While many global companies are headquartered in Minnesota and they provide high-paying jobs, some people are nervous about hundreds of layoffs recently announced by General Mills and Medtronic.

Increasingly, Minnesota is looking to exports to bolster the state economy. Minnesota’s exports of agricultural, mining and manufactured products broke a state record in 2011, when exports hit the $20.3 billion mark.

Just two days before Obama’s visit to the Twin Cities, the Dayton administration released the names of 50 business and other sector leaders who’ll accompany Dayton on  a June trade mission to China. The DFL governor will leave for China less than a month after vetoing a tax bill passed by the Republican-controlled Legislature that included some tax breaks for businesses.

Independent voters pivotal in 2010

While most national political analysts expect Obama to carry Minnesota in 2012, the president may be using this week’s trip to connect with independent voters. They played a pivotal role in 2010 in electing a DFL governor and Republican majorities in the Minnesota House and Senate.

Obama defeated Sen. John McCain in Minnesota in 2008 by attracting 54 percent of the vote. McCain got 44 percent of the vote, and the remaining 2 percent was scattered among several candidates.

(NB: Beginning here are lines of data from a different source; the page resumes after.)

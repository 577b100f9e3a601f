#![warn(clippy::all, clippy::pedantic)]
#![allow(
    clippy::missing_errors_doc,
    clippy::missing_panics_doc,
    clippy::module_name_repetitions
)]

use anyhow::Result;
use clap::Parser;
use tracing::Level;
use tracing_subscriber::FmtSubscriber;

mod app;
mod cli;

use cli::commands::Cli;
use mistward::Config;

#[tokio::main]
async fn main() -> Result<()> {
    let cli = Cli::parse();
    let config = Config::load_or_init()?;

    // Initialize logging
    let level = if cli.verbose {
        Level::DEBUG
    } else {
        config.observability.level()
    };
    let subscriber = FmtSubscriber::builder()
        .with_max_level(level)
        .with_writer(std::io::stderr)
        .finish();
    tracing::subscriber::set_global_default(subscriber)?;

    app::dispatch::dispatch(cli, config).await
}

In Minnesota, Democratic candidates tend to garner a majority of the votes from people who choose to only turn out for presidential elections. In 2008, Minnesotans cast about 2.9 million votes for president. In contrast, 2.1 million people voted in the hotly contested Minnesota governor’s race in 2010.

Many 2012 voters may choose their presidential candidate based on whether they personally have recovered from the Great Recession.

MN Republicans cool to Romney

Former Massachusetts Gov. Mitt Romney, who locked up the GOP nomination this week, has experience in the business world. But he hasn’t won a warm reception from Republican activists in Minnesota. Even though former Gov. Tim Pawlenty campaigned for Romney, Rick Santorum won the Minnesota GOP straw poll and Ron Paul delegates dominate Minnesota’s contingent to the national GOP convention.

Since Minnesota is not considered a battleground state, Obama and Romney won’t be flying into the state every other week during 2012. So Friday’s Obama visit will give Minnesotans a rare close-up opportunity to assess whether the president’s economic approach is working or whether Romney should assume the world’s most powerful position.